■ TASK STATEMENT
Using the data below, return every line that holds the word "SearchConfig".

■ PROVIDED RECORDS
use anyhow::{Context, Result};
use serde::Deserialize;
use std::path::{Path, PathBuf};
use tracing::info;

#[derive(Debug, Deserialize, Clone)]
#[serde(default)]
pub struct EngineConfig {
    pub storage: StorageConfig,
    pub watcher: WatcherConfig,
    pub decay: DecayConfig,
    pub community: CommunityConfig,
    pub search: SearchConfig,
    pub log_level: String,
}

#[derive(Debug, Deserialize, Clone)]
#[serde(default)]
pub struct StorageConfig {
    /// Root directory holding the plain-text corpus.
    pub root: String,
    /// Path to the SQLite store.
    pub db_path: String,
}

#[derive(Debug, Deserialize, Clone)]
#[serde(default)]
pub struct WatcherConfig {
    /// Quiet period for corpus file events, in milliseconds.
    pub debounce_ms: u64,
    /// Quiet period for store-file events before community recomputation.
    pub community_debounce_ms: u64,
    /// Applied changes between FTS optimize passes.
    pub optimize_every: u64,
    /// Wall-clock hours between space-reclamation passes.
    pub vacuum_interval_hours: u64,
}

#[derive(Debug, Deserialize, Clone)]
#[serde(default)]
pub struct DecayConfig {
    /// Grace period for ephemeral working sessions (days).
    pub grace_days_sessions: i64,
    /// Grace period for queued workflows (days).
    pub grace_days_workflows: i64,
    /// Grace period for everything else (days).
    pub grace_days_default: i64,
    /// Exponential half-life after the grace period (days).
    pub half_life_days: i64,
    /// "power-law" (default) or "exponential".
    pub curve: String,
    /// Power-law scale parameter.
    pub power_law_a: f64,
    /// Power-law rate parameter. 0.5 means weight halves when elapsed time
    /// quadruples.
    pub power_law_b: f64,
}

#[derive(Debug, Deserialize, Clone)]
#[serde(default)]
pub struct CommunityConfig {
    /// Louvain resolution parameter (gamma).
    pub resolution: f64,
    /// Optional seed for deterministic node-visitation order.
    pub seed: Option<u64>,
}

#[derive(Debug, Deserialize, Clone)]
#[serde(default)]
pub struct SearchConfig {
    pub rrf_k: usize,
    pub default_page_size: usize,
}

impl Default for EngineConfig {
    fn default() -> Self {
        Self {
            storage: StorageConfig::default(),
            watcher: WatcherConfig::default(),
            decay: DecayConfig::default(),
            community: CommunityConfig::default(),
            search: SearchConfig::default(),
            log_level: "info".into(),
        }
    }
}

impl Default for StorageConfig {
    fn default() -> Self {
        let root = default_data_dir()
            .join("memory")
            .to_string_lossy()
            .into_owned();
        let db_path = default_data_dir()
            .join("memory.db")
            .to_string_lossy()
            .into_owned();
        Self { root, db_path }
    }
}

impl Default for WatcherConfig {
    fn default() -> Self {
        Self {
            debounce_ms: 150,
            community_debounce_ms: 2000,
            optimize_every: 40,
            vacuum_interval_hours: 12,
        }
    }
}

impl Default for DecayConfig {
    fn default() -> Self {
        Self {
            grace_days_sessions: 7,
            grace_days_workflows: 14,
            grace_days_default: 28,
            half_life_days: 30,
            curve: "power-law".into(),
            power_law_a: 1.0,
            power_law_b: 0.5,
        }
    }
}

impl Default for CommunityConfig {
    fn default() -> Self {
        Self {
            resolution: 1.0,
            seed: None,
        }
    }
}

impl Default for SearchConfig {
    fn default() -> Self {
        Self {
            rrf_k: 60,
            default_page_size: 10,
        }
    }
}

/// Returns `~/.mnemograph/`
pub fn default_data_dir() -> PathBuf {
    dirs::home_dir()
        .expect("home directory must exist")
        .join(".mnemograph")
}

/// Returns the default config file path: `~/.mnemograph/config.toml`
pub fn default_config_path() -> PathBuf {
    default_data_dir().join("config.toml")
}

impl EngineConfig {
    /// Load config from TOML file (if it exists) then apply env var overrides.
    pub fn load() -> Result<Self> {
        Self::load_from(default_config_path())
    }

    /// Load from a specific path, then apply env var overrides.
    pub fn load_from(path: impl AsRef<Path>) -> Result<Self> {
        let path = path.as_ref();
        let mut config = if path.exists() {
            let contents =
                std::fs::read_to_string(path).context("failed to read config file")?;
            toml::from_str(&contents).context("failed to parse config TOML")?
        } else {
            info!("no config file at {}, using defaults", path.display());
            EngineConfig::default()
        };

        config.apply_env_overrides();
        Ok(config)
    }

    /// Apply environment variable overrides.
    fn apply_env_overrides(&mut self) {
        if let Ok(val) = std::env::var("MNEMOGRAPH_ROOT") {
            self.storage.root = val;
        }
        if let Ok(val) = std::env::var("MNEMOGRAPH_DB") {
            self.storage.db_path = val;
        }
        if let Ok(val) = std::env::var("MNEMOGRAPH_LOG_LEVEL") {
            self.log_level = val;
        }
        if let Ok(val) = std::env::var("MNEMOGRAPH_DEBOUNCE_MS") {
            if let Ok(ms) = val.parse() {
                self.watcher.debounce_ms = ms;
            }
        }
        if let Ok(val) = std::env::var("MNEMOGRAPH_LOUVAIN_GAMMA") {
            if let Ok(gamma) = val.parse() {
                self.community.resolution = gamma;
            }
        }
        if let Ok(val) = std::env::var("MNEMOGRAPH_DECAY_CURVE") {
            self.decay.curve = val;
        }
    }

    /// Resolve the corpus root, expanding `~` if needed.
    pub fn resolved_root(&self) -> PathBuf {
        expand_tilde(&self.storage.root)
    }

    /// Resolve the database path, expanding `~` if needed.
    pub fn resolved_db_path(&self) -> PathBuf {
        expand_tilde(&self.storage.db_path)
    }
}

pub fn expand_tilde(path: &str) -> PathBuf {
    if let Some(rest) = path.strip_prefix("~/") {
        dirs::home_dir()
            .expect("home directory must exist")
            .join(rest)
    } else {
        PathBuf::from(path)
    }
}

#[cfg(test)]
mod tests {
    use super::*;

    #[test]
    fn default_config_is_valid() {
        let config = EngineConfig::default();
        assert_eq!(config.log_level, "info");
        assert_eq!(config.watcher.debounce_ms, 150);
        assert_eq!(config.watcher.optimize_every, 40);
        assert_eq!(config.watcher.vacuum_interval_hours, 12);
        assert_eq!(config.decay.grace_days_default, 28);
        assert_eq!(config.decay.curve, "power-law");
        assert_eq!(config.community.resolution, 1.0);
        assert!(config.community.seed.is_none());
        assert_eq!(config.search.rrf_k, 60);
        assert!(config.storage.db_path.ends_with("memory.db"));
    }

    #[test]
    fn parse_toml_config() {
        let toml_str = r#"
log_level = "debug"

[storage]
root = "/tmp/corpus"
db_path = "/tmp/test.db"

[decay]
grace_days_default = 14
curve = "exponential"

[community]
resolution = 1.2
seed = 42
"#;
        let config: EngineConfig = toml::from_str(toml_str).unwrap();
        assert_eq!(config.log_level, "debug");
        assert_eq!(config.storage.root, "/tmp/corpus");
        assert_eq!(config.storage.db_path, "/tmp/test.db");
        assert_eq!(config.decay.grace_days_default, 14);
        assert_eq!(config.decay.curve, "exponential");
        assert!((config.community.resolution - 1.2).abs() < 1e-9);
        assert_eq!(config.community.seed, Some(42));
        // defaults still apply for unset fields
        assert_eq!(config.search.rrf_k, 60);
        assert_eq!(config.watcher.community_debounce_ms, 2000);
    }

    #[test]
    fn env_overrides_apply() {
        let mut config = EngineConfig::default();
        std::env::set_var("MNEMOGRAPH_DB", "/tmp/override.db");
        std::env::set_var("MNEMOGRAPH_ROOT", "/tmp/override-corpus");
        std::env::set_var("MNEMOGRAPH_LOUVAIN_GAMMA", "0.8");

        config.apply_env_overrides();

        assert_eq!(config.storage.db_path, "/tmp/override.db");
        assert_eq!(config.storage.root, "/tmp/override-corpus");
        assert!((config.community.resolution - 0.8).abs() < 1e-9);

        // Clean up
        std::env::remove_var("MNEMOGRAPH_DB");
        std::env::remove_var("MNEMOGRAPH_ROOT");
        std::env::remove_var("MNEMOGRAPH_LOUVAIN_GAMMA");
    }
}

■ WRITTEN RESPONSE
    pub search: SearchConfig,
pub struct SearchConfig {
            search: SearchConfig::default(),
impl Default for SearchConfig {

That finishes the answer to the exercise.